Dataset entries ->
------------------------------------------------

//! Wiring of the catalog client, record cache, and orchestrator.

use crate::AppFinderConfig;
use appfinder_cache::{RecordCache, RedisBackend, RedisConfig};
use appfinder_catalog::CatalogClient;
use appfinder_error::AppFinderResult;
use appfinder_interface::{CacheBackend, CatalogSource, RecordStore};
use appfinder_social::{AppFinder, SharedFinder};
use std::sync::Arc;
use tracing::{info, instrument};

/// Build the shared orchestrator over any cache backend.
pub fn assemble_finder<B>(config: &AppFinderConfig, backend: B) -> AppFinderResult<SharedFinder>
where
    B: CacheBackend + 'static,
{
    let catalog: Arc<dyn CatalogSource> = Arc::new(CatalogClient::new(config.catalog.clone())?);
    let store: Arc<dyn RecordStore> = Arc::new(RecordCache::new(backend, config.cache.clone()));
    Ok(Arc::new(AppFinder::new(catalog, store)))
}

/// Connect to Redis, confirm it answers, and build the shared orchestrator.
///
/// # Errors
/// Fails if the cache is unreachable or rejects the credentials, or if the
/// catalog client cannot be built.
#[instrument(skip_all, fields(address = %redis.address))]
pub async fn connect_finder(
    config: &AppFinderConfig,
    redis: &RedisConfig,
) -> AppFinderResult<SharedFinder> {
    let backend = RedisBackend::connect(redis).await?;
    backend.ping().await?;
    info!("Cache reachable");

    assemble_finder(config, backend)
}
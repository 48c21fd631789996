//! Rendering of catalog records for chat replies.
//!
//! Detail blocks are HTML; every interpolated field is escaped so upstream
//! text can never be read as markup. Choice labels have the fixed shape
//! `(ID: <id>) - <name>` and are parsed back by [`parse_choice_label`].

use appfinder_core::{AppId, CatalogRecord};
use html_escape::encode_text;

/// Marker opening every choice label.
pub const CHOICE_PREFIX: &str = "(ID: ";

/// Separator between the identifier and the display name.
pub const CHOICE_SEPARATOR: &str = ") - ";

const DESCRIPTION_RULE: &str = "-----------------------------";

/// Render the full detail block for a record.
///
/// # Examples
///
/// ```
/// use appfinder_core::{AppId, CatalogRecord};
/// use appfinder_social::render_detail;
///
/// let record = CatalogRecord::new(AppId::new(7), "Chess").with_price(0.5).with_average_rating(4.24);
/// let html = render_detail(&record);
///
/// assert!(html.starts_with("<b>Chess</b>\n<b>ID:</b> 7\n"));
/// assert!(html.contains("<b>Price:</b> 0.50\n"));
/// assert!(html.contains("<b>Score:</b> 4.2\n"));
/// ```
pub fn render_detail(record: &CatalogRecord) -> String {
    let mut html = format!("<b>{}</b>\n", encode_text(record.name()));
    push_field(&mut html, "ID", &record.id().to_string());
    push_field(&mut html, "Bundle name", record.bundle_id());
    push_field(&mut html, "Category", record.category());
    push_field(&mut html, "Publisher", record.publisher());
    push_field(&mut html, "Release date", record.release_date());
    push_field(&mut html, "File size", record.file_size());
    push_field(&mut html, "Min iOS version", record.minimum_os_version());
    push_field(&mut html, "Content rating", record.content_rating());
    push_field(&mut html, "Price", &format!("{:.2}", record.price()));
    push_field(&mut html, "Score", &format!("{:.1}", record.average_rating()));
    push_field(&mut html, "Store url", record.store_url());
    html.push('\n');
    html.push_str(DESCRIPTION_RULE);
    html.push_str("\n\n");
    push_field(&mut html, "Description", record.description());
    html
}

fn push_field(html: &mut String, label: &str, value: &str) {
    html.push_str("<b>");
    html.push_str(label);
    html.push_str(":</b> ");
    html.push_str(&encode_text(value));
    html.push('\n');
}

/// Render the selectable label for a search result.
///
/// # Examples
///
/// ```
/// use appfinder_core::{AppId, CatalogRecord};
/// use appfinder_social::render_choice_label;
///
/// let record = CatalogRecord::new(AppId::new(284882215), "Chess");
/// assert_eq!(render_choice_label(&record), "(ID: 284882215) - Chess");
/// ```
pub fn render_choice_label(record: &CatalogRecord) -> String {
    format!("{}{}{}{}", CHOICE_PREFIX, record.id(), CHOICE_SEPARATOR, record.name())
}

/// Extract the raw identifier text from a choice label.
///
/// Returns `None` unless the text starts with the marker and contains the
/// separator. The identifier itself is not validated.
///
/// # Examples
///
/// ```
/// use appfinder_social::presentation::choice_label_id;
///
/// assert_eq!(choice_label_id("(ID: 42) - Chess"), Some("42"));
/// assert_eq!(choice_label_id("(ID: abc) - Chess"), Some("abc"));
/// assert_eq!(choice_label_id("(ID: 42"), None);
/// ```
pub fn choice_label_id(text: &str) -> Option<&str> {
    let rest = text.strip_prefix(CHOICE_PREFIX)?;
    let end = rest.find(CHOICE_SEPARATOR)?;
    Some(&rest[..end])
}

/// Extract the identifier from a choice label.
///
/// Returns `None` when the text lacks the marker, lacks the separator, or
/// carries something other than a decimal identifier between them.
///
/// # Examples
///
/// ```
/// use appfinder_core::AppId;
/// use appfinder_social::parse_choice_label;
///
/// assert_eq!(parse_choice_label("(ID: 42) - Chess"), Some(AppId::new(42)));
/// assert_eq!(parse_choice_label("(ID: 42"), None);
/// assert_eq!(parse_choice_label("chess"), None);
/// ```
pub fn parse_choice_label(text: &str) -> Option<AppId> {
    choice_label_id(text)?.parse().ok()
}

#[cfg(test)]
mod tests {
    use super::*;

    fn sample() -> CatalogRecord {
        CatalogRecord::new(AppId::new(1234), "Chess & Co <Pro>")
            .with_bundle_id("com.example.chess")
            .with_category("Games")
            .with_publisher("Example Ltd")
            .with_release_date("2015-03-02T08:00:00Z")
            .with_file_size("104857600")
            .with_minimum_os_version("12.0")
            .with_content_rating("4+")
            .with_price(2.999)
            .with_average_rating(4.66)
            .with_store_url("https://apps.example.com/app/id1234")
            .with_description("<script>alert('x')</script> & \"more\"")
    }

    #[test]
    fn test_detail_field_order() {
        let html = render_detail(&sample());
        let labels = [
            "ID:",
            "Bundle name:",
            "Category:",
            "Publisher:",
            "Release date:",
            "File size:",
            "Min iOS version:",
            "Content rating:",
            "Price:",
            "Score:",
            "Store url:",
            DESCRIPTION_RULE,
            "Description:",
        ];

        let positions: Vec<usize> = labels
            .iter()
            .map(|label| html.find(label).unwrap_or_else(|| panic!("missing {label}")))
            .collect();
        assert!(positions.windows(2).all(|pair| pair[0] < pair[1]));
    }

    #[test]
    fn test_detail_number_precision() {
        let html = render_detail(&sample());
        assert!(html.contains("<b>Price:</b> 3.00\n"));
        assert!(html.contains("<b>Score:</b> 4.7\n"));
    }

    #[test]
    fn test_description_is_escaped() {
        let html = render_detail(&sample());
        let description = html.split("<b>Description:</b> ").nth(1).unwrap();

        assert!(!description.contains('<'));
        assert!(!description.contains('>'));
        assert!(description.contains("&lt;script&gt;"));
        assert!(description.contains("&amp;"));
    }

    #[test]
    fn test_name_is_escaped() {
        let html = render_detail(&sample());
        assert!(html.starts_with("<b>Chess &amp; Co &lt;Pro&gt;</b>\n"));
    }

    #[test]
    fn test_label_round_trip() {
        for (id, name) in [(0, "Zero"), (1, ""), (284882215, "Chess (Classic)"), (i64::MAX, "Big")] {
            let record = CatalogRecord::new(AppId::new(id), name);
            assert_eq!(parse_choice_label(&render_choice_label(&record)), Some(AppId::new(id)));
        }
    }

    #[test]
    fn test_label_with_separator_in_name() {
        let record = CatalogRecord::new(AppId::new(5), "Chess) - Deluxe");
        assert_eq!(parse_choice_label(&render_choice_label(&record)), Some(AppId::new(5)));
    }

    #[test]
    fn test_label_with_non_numeric_id() {
        assert_eq!(parse_choice_label("(ID: abc) - Chess"), None);
        assert_eq!(choice_label_id("(ID: abc) - Chess"), Some("abc"));
    }
}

------------------------------------------------

DIRECTIONS -> Above are the records; from them, give again exactly the lines from the one containing "use super::*;" to the one containing "for (id, name)", both lines included, and nothing more.

RESPONSE AREA ->
    use super::*;

    fn sample() -> CatalogRecord {
        CatalogRecord::new(AppId::new(1234), "Chess & Co <Pro>")
            .with_bundle_id("com.example.chess")
            .with_category("Games")
            .with_publisher("Example Ltd")
            .with_release_date("2015-03-02T08:00:00Z")
            .with_file_size("104857600")
            .with_minimum_os_version("12.0")
            .with_content_rating("4+")
            .with_price(2.999)
            .with_average_rating(4.66)
            .with_store_url("https://apps.example.com/app/id1234")
            .with_description("<script>alert('x')</script> & \"more\"")
    }

    #[test]
    fn test_detail_field_order() {
        let html = render_detail(&sample());
        let labels = [
            "ID:",
            "Bundle name:",
            "Category:",
            "Publisher:",
            "Release date:",
            "File size:",
            "Min iOS version:",
            "Content rating:",
            "Price:",
            "Score:",
            "Store url:",
            DESCRIPTION_RULE,
            "Description:",
        ];

        let positions: Vec<usize> = labels
            .iter()
            .map(|label| html.find(label).unwrap_or_else(|| panic!("missing {label}")))
            .collect();
        assert!(positions.windows(2).all(|pair| pair[0] < pair[1]));
    }

    #[test]
    fn test_detail_number_precision() {
        let html = render_detail(&sample());
        assert!(html.contains("<b>Price:</b> 3.00\n"));
        assert!(html.contains("<b>Score:</b> 4.7\n"));
    }

    #[test]
    fn test_description_is_escaped() {
        let html = render_detail(&sample());
        let description = html.split("<b>Description:</b> ").nth(1).unwrap();

        assert!(!description.contains('<'));
        assert!(!description.contains('>'));
        assert!(description.contains("&lt;script&gt;"));
        assert!(description.contains("&amp;"));
    }

    #[test]
    fn test_name_is_escaped() {
        let html = render_detail(&sample());
        assert!(html.starts_with("<b>Chess &amp; Co &lt;Pro&gt;</b>\n"));
    }

    #[test]
    fn test_label_round_trip() {
        for (id, name) in [(0, "Zero"), (1, ""), (284882215, "Chess (Classic)"), (i64::MAX, "Big")] {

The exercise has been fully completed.